**TASK BRIEF:** If a line of the data below contains the string "EnvFilter", copy it into your answer.

**GIVEN RECORDS:**
◆ ◆ ◆ ◆ ◆
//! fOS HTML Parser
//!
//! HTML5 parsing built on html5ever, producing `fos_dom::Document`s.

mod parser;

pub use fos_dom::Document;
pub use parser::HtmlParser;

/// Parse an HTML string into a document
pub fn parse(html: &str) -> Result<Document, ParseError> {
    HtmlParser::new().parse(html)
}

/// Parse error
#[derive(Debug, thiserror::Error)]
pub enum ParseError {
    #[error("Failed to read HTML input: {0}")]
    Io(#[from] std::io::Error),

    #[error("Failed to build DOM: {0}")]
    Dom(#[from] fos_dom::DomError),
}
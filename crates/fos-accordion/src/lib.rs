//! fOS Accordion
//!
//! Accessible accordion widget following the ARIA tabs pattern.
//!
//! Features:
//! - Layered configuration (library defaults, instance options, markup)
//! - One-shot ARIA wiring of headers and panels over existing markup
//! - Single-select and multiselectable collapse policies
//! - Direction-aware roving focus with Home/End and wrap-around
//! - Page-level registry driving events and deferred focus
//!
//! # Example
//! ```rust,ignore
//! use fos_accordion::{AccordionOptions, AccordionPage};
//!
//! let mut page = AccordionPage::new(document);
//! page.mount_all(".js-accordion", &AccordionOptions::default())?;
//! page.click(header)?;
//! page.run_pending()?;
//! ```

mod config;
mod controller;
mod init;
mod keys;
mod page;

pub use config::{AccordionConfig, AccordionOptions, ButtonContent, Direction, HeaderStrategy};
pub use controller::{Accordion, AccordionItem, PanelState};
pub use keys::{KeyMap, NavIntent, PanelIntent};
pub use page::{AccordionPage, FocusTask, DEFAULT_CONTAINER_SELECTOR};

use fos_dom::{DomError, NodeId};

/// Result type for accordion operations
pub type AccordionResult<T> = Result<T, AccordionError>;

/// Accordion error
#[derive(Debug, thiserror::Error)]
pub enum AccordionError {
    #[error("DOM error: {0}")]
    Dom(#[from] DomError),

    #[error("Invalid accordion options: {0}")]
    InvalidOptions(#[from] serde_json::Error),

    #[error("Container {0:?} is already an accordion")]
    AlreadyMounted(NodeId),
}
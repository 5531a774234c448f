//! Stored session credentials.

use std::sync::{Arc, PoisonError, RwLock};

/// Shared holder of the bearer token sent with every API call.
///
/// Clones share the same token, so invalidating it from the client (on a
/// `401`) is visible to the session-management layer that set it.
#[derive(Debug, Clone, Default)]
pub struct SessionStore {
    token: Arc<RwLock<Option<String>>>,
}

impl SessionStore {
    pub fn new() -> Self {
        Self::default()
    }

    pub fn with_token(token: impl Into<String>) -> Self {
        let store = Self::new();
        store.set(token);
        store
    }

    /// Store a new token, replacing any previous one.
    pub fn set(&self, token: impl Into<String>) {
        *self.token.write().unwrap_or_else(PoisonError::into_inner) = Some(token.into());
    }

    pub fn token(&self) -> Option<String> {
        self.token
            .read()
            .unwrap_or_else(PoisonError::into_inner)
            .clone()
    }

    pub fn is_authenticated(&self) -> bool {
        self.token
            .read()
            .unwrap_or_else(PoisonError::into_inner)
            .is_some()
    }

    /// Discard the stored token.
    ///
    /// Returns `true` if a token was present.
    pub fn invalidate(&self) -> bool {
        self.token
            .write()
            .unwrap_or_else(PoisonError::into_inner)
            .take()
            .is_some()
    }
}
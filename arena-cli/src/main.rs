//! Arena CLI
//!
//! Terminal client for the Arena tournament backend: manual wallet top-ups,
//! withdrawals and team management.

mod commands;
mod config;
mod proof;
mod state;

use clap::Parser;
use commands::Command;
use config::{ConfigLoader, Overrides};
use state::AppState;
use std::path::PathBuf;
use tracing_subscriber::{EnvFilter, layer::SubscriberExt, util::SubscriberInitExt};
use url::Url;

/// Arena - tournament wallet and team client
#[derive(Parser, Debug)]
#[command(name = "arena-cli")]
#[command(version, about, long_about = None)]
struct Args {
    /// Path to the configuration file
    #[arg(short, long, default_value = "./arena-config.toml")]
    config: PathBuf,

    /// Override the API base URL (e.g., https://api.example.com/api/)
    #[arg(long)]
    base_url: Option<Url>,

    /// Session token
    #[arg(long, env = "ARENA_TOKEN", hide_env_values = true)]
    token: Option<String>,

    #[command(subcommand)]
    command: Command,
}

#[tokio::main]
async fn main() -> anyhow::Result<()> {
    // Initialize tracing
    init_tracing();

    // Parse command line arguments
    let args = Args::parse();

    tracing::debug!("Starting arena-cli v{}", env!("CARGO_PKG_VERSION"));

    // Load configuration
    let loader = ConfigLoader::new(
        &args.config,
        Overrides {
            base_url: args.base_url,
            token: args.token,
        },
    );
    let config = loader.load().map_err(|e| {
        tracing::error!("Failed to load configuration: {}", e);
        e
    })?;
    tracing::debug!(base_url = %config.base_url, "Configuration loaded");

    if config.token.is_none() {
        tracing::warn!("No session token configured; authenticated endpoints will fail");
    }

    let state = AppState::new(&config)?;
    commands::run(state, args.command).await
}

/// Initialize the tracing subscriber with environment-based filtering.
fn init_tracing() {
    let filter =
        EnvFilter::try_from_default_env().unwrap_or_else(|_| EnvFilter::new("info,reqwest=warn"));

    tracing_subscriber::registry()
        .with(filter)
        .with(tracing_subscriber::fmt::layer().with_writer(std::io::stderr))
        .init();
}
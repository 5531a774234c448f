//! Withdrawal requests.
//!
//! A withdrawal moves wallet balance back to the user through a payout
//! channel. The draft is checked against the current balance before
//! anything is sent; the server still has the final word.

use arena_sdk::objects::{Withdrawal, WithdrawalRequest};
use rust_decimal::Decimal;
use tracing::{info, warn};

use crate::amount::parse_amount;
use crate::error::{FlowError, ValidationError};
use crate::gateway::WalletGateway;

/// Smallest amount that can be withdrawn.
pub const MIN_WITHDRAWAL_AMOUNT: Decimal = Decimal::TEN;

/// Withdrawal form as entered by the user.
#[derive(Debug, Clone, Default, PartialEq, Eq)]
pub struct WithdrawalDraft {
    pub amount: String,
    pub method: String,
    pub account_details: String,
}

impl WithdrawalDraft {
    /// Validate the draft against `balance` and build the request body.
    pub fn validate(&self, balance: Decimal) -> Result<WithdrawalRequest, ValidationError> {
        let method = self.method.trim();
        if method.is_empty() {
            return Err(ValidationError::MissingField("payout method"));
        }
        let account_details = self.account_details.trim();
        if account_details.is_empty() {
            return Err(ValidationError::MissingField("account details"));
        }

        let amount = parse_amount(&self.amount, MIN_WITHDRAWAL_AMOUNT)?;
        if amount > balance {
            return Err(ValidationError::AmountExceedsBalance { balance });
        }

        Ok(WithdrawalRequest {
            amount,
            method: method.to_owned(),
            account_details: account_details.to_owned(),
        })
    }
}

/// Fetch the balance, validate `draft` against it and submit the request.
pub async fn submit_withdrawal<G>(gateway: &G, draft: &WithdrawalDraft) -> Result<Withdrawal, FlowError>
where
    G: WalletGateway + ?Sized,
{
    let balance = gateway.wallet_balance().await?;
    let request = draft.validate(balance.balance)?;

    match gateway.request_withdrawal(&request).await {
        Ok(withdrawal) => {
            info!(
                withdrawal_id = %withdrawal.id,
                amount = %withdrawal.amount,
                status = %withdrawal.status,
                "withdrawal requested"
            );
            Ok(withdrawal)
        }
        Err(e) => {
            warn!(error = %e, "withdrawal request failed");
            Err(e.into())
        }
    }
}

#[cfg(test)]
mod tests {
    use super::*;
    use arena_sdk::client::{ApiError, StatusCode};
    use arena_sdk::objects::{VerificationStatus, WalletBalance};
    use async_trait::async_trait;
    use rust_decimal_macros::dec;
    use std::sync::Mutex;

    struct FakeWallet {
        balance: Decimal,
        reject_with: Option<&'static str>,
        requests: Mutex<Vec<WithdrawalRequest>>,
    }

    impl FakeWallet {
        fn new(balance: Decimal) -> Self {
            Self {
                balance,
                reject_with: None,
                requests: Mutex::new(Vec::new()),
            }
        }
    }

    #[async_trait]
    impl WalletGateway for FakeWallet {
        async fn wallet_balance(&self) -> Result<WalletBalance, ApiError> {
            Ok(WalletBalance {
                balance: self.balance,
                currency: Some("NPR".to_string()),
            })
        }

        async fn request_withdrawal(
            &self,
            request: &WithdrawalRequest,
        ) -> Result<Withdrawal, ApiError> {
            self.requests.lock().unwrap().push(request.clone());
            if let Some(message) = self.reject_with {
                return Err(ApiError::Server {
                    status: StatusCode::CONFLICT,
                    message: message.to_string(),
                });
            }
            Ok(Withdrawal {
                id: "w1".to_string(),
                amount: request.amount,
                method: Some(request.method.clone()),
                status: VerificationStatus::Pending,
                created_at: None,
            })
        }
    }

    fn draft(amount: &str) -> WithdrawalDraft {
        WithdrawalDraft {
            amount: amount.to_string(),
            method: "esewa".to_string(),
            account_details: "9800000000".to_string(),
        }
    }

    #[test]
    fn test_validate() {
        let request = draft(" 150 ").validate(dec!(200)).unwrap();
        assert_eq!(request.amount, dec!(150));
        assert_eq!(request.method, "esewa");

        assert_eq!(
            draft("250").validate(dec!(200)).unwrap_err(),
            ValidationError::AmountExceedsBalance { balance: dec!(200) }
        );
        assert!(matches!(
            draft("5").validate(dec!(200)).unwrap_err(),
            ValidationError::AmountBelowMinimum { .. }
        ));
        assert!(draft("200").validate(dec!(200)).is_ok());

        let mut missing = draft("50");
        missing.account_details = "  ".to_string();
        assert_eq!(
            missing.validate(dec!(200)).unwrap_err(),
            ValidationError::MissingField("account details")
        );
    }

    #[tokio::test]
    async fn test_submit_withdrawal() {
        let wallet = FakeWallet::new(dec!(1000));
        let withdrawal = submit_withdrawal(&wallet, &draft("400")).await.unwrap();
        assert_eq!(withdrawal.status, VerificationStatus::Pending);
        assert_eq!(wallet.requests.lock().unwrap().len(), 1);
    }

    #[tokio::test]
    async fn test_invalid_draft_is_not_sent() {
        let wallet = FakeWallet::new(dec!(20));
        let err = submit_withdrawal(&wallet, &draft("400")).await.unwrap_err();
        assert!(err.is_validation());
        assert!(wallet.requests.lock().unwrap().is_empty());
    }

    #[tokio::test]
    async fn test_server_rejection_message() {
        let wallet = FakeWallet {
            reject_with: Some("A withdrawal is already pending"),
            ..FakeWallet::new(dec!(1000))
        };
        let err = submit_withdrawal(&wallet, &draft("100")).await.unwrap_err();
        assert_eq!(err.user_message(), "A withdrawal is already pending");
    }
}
◆ ◆ ◆ ◆ ◆
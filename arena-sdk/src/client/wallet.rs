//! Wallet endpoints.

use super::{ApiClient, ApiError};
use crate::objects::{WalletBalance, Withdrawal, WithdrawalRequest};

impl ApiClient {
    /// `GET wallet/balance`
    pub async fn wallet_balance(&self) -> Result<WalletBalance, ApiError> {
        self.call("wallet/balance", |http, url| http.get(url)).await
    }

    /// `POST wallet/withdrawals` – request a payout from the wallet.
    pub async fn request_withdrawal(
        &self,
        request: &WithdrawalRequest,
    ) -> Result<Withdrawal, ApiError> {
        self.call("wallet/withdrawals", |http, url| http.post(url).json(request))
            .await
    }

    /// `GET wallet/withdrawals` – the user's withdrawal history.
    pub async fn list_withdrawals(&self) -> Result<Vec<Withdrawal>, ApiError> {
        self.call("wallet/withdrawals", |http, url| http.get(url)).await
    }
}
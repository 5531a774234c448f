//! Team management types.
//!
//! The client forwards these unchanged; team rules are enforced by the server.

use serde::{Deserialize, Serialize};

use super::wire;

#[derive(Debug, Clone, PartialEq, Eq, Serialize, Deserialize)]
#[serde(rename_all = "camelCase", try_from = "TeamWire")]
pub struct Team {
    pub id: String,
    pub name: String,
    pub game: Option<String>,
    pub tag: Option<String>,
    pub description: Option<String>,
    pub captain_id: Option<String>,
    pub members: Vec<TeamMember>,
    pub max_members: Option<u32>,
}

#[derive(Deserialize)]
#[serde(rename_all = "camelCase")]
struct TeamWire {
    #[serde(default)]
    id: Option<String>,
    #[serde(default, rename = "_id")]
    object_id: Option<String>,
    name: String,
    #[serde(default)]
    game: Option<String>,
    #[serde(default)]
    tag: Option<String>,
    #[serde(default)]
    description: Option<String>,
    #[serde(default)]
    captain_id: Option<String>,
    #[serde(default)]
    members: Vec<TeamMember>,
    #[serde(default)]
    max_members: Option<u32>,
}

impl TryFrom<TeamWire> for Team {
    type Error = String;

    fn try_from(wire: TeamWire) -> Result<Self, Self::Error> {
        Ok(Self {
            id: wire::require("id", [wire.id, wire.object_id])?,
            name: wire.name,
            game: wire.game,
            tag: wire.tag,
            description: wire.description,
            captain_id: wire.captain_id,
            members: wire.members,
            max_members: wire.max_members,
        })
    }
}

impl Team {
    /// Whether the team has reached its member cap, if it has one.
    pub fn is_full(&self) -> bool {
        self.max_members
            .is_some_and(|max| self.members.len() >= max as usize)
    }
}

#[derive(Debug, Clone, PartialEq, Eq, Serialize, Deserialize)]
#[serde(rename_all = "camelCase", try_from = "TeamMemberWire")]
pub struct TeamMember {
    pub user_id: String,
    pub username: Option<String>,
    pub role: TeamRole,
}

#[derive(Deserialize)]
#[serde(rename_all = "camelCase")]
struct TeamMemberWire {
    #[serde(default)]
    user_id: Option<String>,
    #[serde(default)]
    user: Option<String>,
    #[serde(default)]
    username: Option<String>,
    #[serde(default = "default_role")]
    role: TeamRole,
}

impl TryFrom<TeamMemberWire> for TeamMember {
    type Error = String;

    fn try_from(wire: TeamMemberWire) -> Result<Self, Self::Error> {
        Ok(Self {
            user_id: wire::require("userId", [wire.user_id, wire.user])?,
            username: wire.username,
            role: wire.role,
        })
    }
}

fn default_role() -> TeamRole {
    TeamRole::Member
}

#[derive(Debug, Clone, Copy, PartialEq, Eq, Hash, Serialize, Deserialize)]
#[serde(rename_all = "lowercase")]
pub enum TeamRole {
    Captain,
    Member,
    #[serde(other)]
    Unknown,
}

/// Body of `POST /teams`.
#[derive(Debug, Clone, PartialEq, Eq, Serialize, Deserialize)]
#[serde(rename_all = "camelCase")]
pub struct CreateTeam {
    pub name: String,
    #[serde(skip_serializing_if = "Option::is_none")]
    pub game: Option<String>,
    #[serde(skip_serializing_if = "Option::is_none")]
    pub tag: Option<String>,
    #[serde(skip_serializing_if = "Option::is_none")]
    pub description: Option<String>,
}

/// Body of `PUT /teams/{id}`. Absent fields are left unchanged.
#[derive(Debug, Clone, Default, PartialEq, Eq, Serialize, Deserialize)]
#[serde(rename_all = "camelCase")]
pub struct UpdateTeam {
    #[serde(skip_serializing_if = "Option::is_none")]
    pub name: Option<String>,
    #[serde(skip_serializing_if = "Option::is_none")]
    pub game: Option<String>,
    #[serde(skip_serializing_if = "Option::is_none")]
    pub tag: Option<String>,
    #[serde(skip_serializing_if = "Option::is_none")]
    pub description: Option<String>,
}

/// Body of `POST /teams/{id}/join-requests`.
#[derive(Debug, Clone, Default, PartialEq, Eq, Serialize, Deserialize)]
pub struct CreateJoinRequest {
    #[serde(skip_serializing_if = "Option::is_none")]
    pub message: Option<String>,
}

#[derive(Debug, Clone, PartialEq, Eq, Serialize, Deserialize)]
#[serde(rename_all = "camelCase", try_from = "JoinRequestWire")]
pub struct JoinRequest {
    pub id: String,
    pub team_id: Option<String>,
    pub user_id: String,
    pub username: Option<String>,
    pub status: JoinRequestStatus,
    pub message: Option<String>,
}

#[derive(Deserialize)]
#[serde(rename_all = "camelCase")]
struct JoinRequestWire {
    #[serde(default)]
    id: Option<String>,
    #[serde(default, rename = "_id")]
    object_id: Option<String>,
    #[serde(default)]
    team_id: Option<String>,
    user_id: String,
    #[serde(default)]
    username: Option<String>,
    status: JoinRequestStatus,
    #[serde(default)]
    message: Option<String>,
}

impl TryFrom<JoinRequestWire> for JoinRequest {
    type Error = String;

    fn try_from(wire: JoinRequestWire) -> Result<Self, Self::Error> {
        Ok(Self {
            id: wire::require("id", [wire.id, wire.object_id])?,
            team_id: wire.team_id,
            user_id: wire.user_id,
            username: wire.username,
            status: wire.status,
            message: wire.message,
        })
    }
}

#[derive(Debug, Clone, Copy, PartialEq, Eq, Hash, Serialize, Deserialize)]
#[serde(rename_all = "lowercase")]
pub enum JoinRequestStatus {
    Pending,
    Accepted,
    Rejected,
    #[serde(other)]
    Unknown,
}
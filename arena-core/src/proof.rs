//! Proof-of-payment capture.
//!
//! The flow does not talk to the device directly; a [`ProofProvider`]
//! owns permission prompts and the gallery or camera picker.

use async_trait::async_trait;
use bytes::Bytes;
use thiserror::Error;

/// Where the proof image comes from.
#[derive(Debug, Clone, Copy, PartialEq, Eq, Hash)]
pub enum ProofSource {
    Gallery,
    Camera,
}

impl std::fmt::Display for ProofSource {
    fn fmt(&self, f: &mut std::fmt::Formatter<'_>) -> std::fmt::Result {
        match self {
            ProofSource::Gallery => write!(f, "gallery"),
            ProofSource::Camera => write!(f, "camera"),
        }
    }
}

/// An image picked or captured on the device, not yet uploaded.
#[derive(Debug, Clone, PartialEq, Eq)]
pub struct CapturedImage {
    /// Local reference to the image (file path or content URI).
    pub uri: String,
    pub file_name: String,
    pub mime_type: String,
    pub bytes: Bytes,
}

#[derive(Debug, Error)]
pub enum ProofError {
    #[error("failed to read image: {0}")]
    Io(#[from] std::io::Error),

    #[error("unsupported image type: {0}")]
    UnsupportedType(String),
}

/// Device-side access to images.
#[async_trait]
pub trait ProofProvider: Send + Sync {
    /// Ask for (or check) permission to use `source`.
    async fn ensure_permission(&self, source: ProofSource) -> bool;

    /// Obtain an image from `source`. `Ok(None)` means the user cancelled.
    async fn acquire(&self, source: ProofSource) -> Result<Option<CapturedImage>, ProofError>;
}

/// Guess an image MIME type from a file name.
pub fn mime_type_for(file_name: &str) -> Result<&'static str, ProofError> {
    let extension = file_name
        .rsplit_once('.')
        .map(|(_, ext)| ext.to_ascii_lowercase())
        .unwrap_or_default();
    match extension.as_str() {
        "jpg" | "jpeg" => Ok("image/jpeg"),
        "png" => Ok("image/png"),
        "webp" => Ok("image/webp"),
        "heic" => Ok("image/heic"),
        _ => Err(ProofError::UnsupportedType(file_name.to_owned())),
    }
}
◆ ◆ ◆ ◆ ◆
**SOLUTION TO THIS EXERCISE:**
use tracing_subscriber::{EnvFilter, layer::SubscriberExt, util::SubscriberInitExt};
        EnvFilter::try_from_default_env().unwrap_or_else(|_| EnvFilter::new("info,reqwest=warn"));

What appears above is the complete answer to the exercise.